Monday, June 29, 2009

Former Defense Minister Moshe Arens: Don't give in on settlements

Arens argues that the Israeli right to live in Judea and Samaria is a principle. He argues that giving up this right will put Israel on a slippery slope dealing with the U.S. He urges Netanyahu to forswear compromise and, in the end, he is confident that Israel's "staunch supporters" in the U.S. will stand by the Zionist state. He sees this as a test for the American Jewish leadership, and for the people of Israel as well.

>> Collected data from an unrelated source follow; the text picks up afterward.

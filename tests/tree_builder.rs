use rstest::rstest;
use serde_json::json;

use config_request::{
    encode, Arg, BuildOptions, ConfigTree, ErrorKind, NodeId, TreeOptions, ValueData,
};

fn child_keys(tree: &ConfigTree<'_>, parent: NodeId) -> Vec<String> {
    tree.children(parent)
        .map(|child| tree.key(child).unwrap_or_default().to_string())
        .collect()
}

#[rstest]
fn builds_siblings_in_argument_order() {
    let mut tree = ConfigTree::new();
    let root = tree.root();
    tree.make_nodes(
        root,
        None,
        &[
            Arg::str("k1=%s", "v1"),
            Arg::int("k2=%d", 2),
            Arg::str("k3=%s", "v3"),
        ],
    )
    .unwrap();
    assert_eq!(child_keys(&tree, root), ["k1", "k2", "k3"]);
}

#[rstest]
fn size_and_name_end_to_end() {
    let tree = config_request::to_tree(&[Arg::int("size=%d", 100), Arg::str("name=%s", "vg0")])
        .unwrap();
    let first = tree.first_child(tree.root()).unwrap();
    assert_eq!(tree.key(first), Some("size"));
    assert_eq!(tree.value(first), Some(&ValueData::Int(100)));

    let second = tree.next_sibling(first).unwrap();
    assert_eq!(tree.key(second), Some("name"));
    assert_eq!(tree.as_str(second), Some("vg0"));
    assert_eq!(tree.next_sibling(second), None);
    assert_eq!(tree.parent(second), Some(tree.root()));
}

#[rstest]
#[case::long("lsize=%ld", 1 << 40)]
#[case::long_long("llsize=%lld", -7)]
fn accepts_wide_integer_markers(#[case] tag: &str, #[case] value: i64) {
    let tree = config_request::to_tree(&[Arg::int(tag, value)]).unwrap();
    let node = tree.first_child(tree.root()).unwrap();
    assert_eq!(tree.as_int(node), Some(value));
}

#[rstest]
fn second_run_lands_after_existing_children() {
    let mut tree = ConfigTree::new();
    let root = tree.root();
    let first = tree
        .make_nodes(root, None, &[Arg::int("a=%d", 1), Arg::int("d=%d", 4)])
        .unwrap()
        .unwrap();
    tree.make_nodes(root, Some(first), &[Arg::int("b=%d", 2), Arg::int("c=%d", 3)])
        .unwrap();
    tree.make_nodes(root, None, &[Arg::int("e=%d", 5)]).unwrap();
    assert_eq!(child_keys(&tree, root), ["a", "b", "c", "d", "e"]);
}

#[rstest]
fn builds_under_nested_section() {
    let mut tree = ConfigTree::new();
    let root = tree.root();
    let section = tree.make_config_node("physical_volumes", root, None).unwrap();
    let pv = tree.make_config_node("pv0", section, None).unwrap();
    tree.make_nodes(pv, None, &[Arg::str("id=%s", "abc"), Arg::int("dev_size=%d", 2048)])
        .unwrap();

    let id = tree.find_node(root, "physical_volumes/pv0/id").unwrap();
    assert_eq!(tree.as_str(id), Some("abc"));
    assert_eq!(
        encode::to_string(&tree).unwrap(),
        "physical_volumes {\n\tpv0 {\n\t\tid=\"abc\"\n\t\tdev_size=2048\n\t}\n}\n"
    );
}

#[rstest]
fn splices_a_cloned_subtree() {
    let mut metadata = ConfigTree::new();
    let meta_root = metadata.root();
    metadata
        .make_nodes(meta_root, None, &[Arg::str("id=%s", "vg-uuid"), Arg::int("seqno=%d", 9)])
        .unwrap();

    let mut request = ConfigTree::new();
    let root = request.root();
    request
        .make_nodes(
            root,
            None,
            &[
                Arg::str("request=%s", "vg_update"),
                Arg::tree("metadata=%t", &metadata),
                Arg::int("token=%d", 1),
            ],
        )
        .unwrap();

    assert_eq!(child_keys(&request, root), ["request", "metadata", "token"]);
    let seqno = request.find_node(root, "metadata/seqno").unwrap();
    assert_eq!(request.as_int(seqno), Some(9));
    // the source tree is untouched
    assert_eq!(metadata.key(meta_root), Some(""));
    assert_eq!(child_keys(&metadata, meta_root), ["id", "seqno"]);

    assert_eq!(
        config_request::to_json(&request).unwrap(),
        json!({
            "request": "vg_update",
            "metadata": {"id": "vg-uuid", "seqno": 9},
            "token": 1
        })
    );
}

#[rstest]
#[case::no_separator(Arg::int("size", 1))]
#[case::unknown_marker(Arg::int("size=%x", 1))]
#[case::wrong_value(Arg::str("size=%d", "100"))]
#[case::text_in_tree(Arg::text("note=plain"))]
fn rejects_bad_tags(#[case] arg: Arg<'static>) {
    let mut tree = ConfigTree::new();
    let root = tree.root();
    let err = tree.make_nodes(root, None, &[arg]).unwrap_err();
    assert_eq!(err.kind, ErrorKind::Build);
    assert!(err.to_string().contains("bad format string"));
}

#[rstest]
fn failure_keeps_earlier_nodes_by_default() {
    let mut tree = ConfigTree::new();
    let root = tree.root();
    let err = tree
        .make_nodes(root, None, &[Arg::int("a=%d", 1), Arg::int("b", 2), Arg::int("c=%d", 3)])
        .unwrap_err();
    assert!(err.is_build());
    assert_eq!(child_keys(&tree, root), ["a"]);
}

#[rstest]
fn atomic_failure_leaves_tree_unchanged() {
    let mut tree = ConfigTree::new();
    let root = tree.root();
    tree.make_nodes(root, None, &[Arg::int("keep=%d", 0)]).unwrap();
    let before = encode::to_string(&tree).unwrap();

    let result = tree.make_nodes_with_options(
        root,
        None,
        &[Arg::int("a=%d", 1), Arg::str("b=%s", "x"), Arg::int("c=%q", 3)],
        &BuildOptions::atomic(),
    );
    assert!(result.is_err());
    assert_eq!(encode::to_string(&tree).unwrap(), before);
    assert_eq!(tree.node_count(), 2);
}

#[rstest]
fn node_limit_surfaces_allocation_error() {
    let mut tree = ConfigTree::with_options(&TreeOptions::new().with_node_limit(Some(3)));
    let root = tree.root();
    let err = tree
        .make_nodes(
            root,
            None,
            &[Arg::int("a=%d", 1), Arg::int("b=%d", 2), Arg::int("c=%d", 3)],
        )
        .unwrap_err();
    assert_eq!(err.kind, ErrorKind::Allocation);
    assert_eq!(child_keys(&tree, root), ["a", "b"]);
}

So here we have it: Israel should continue to colonize the West Bank and East Jerusalem even if doing so leads to a reduction of U.S. support, or even a severe crisis in U.S.-Israeli relations. In the end, Israel's friends in the U.S. will smooth it all over.

As Arens himself notes, unease is growing in Israel about relations with the U.S. One suspects that many Israelis will receive the Arens' perspective with skepticism and alarm. Moreover, one senses that both Barak and Netanyahu will work to salve difference not to highlight them, as Arens proposes. Nonetheless, Arens' points are important because he reveals precisely the sort of categorical claims that no doubt inhabit cabinet debates in Israel.




1 comment:

William deB. Mills said...

Israel has not only rejected Obama’s pleas to halt illegal settlements but has taken new steps to enhance its illegal campaign to populate the conquered territories exactly at the moment Defense Minister Barak visits the U.S.—in a calculated insult to apparently helpless Obama. Washington has not explained why it would countenance even discussing this issue of international law with the Israeli minister of war, rather than a qualified legal team.

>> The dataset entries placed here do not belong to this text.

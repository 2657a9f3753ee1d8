//! Toolshop end-to-end suite
//!
//! Scenarios are fixed linear scripts over the page objects in
//! `toolshop-pages`, with strict interleaved assertions - any deviation
//! fails the scenario immediately; there is no soft-assert mode.
//!
//! Concurrency exists only at the suite level: [`harness::run_suite`]
//! executes independent scenarios in concurrent, isolated browser sessions
//! bounded by a worker count; within a scenario every step runs strictly
//! sequentially, and every browser interaction is an await suspension
//! point bounded by a timeout.
//!
//! The entry point is the `harness = false` test binary in `tests/e2e.rs`:
//!
//! ```text
//! E2E_WEBDRIVER_URL=http://localhost:4444 cargo test -p toolshop-e2e --test e2e -- --tag smoke
//! ```

pub mod fixtures;
pub mod harness;
pub mod scenarios;

pub use harness::{run_suite, Scenario, ScenarioError, SuiteSummary};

Israeli media have made no bones about the crux of the disagreement between Israel and the West, noting that extremists in the regime see no point in interfering with settlement in land that Israel plans to steal from the Palestinians anyway:

"Lieberman, together with ministers Benny Begin and Moshe Ya'alon of the Likud, said Israel should not compromise the future of settlements destined to remain within its borders."

Indeed! That, i.e., the ultimate destiny of the occupied territories--not the superficial issue of halting settlement expansion--is the question that the U.S. should be putting on the negotiating table with Israel (if Obama still thinks talk will accomplish anything).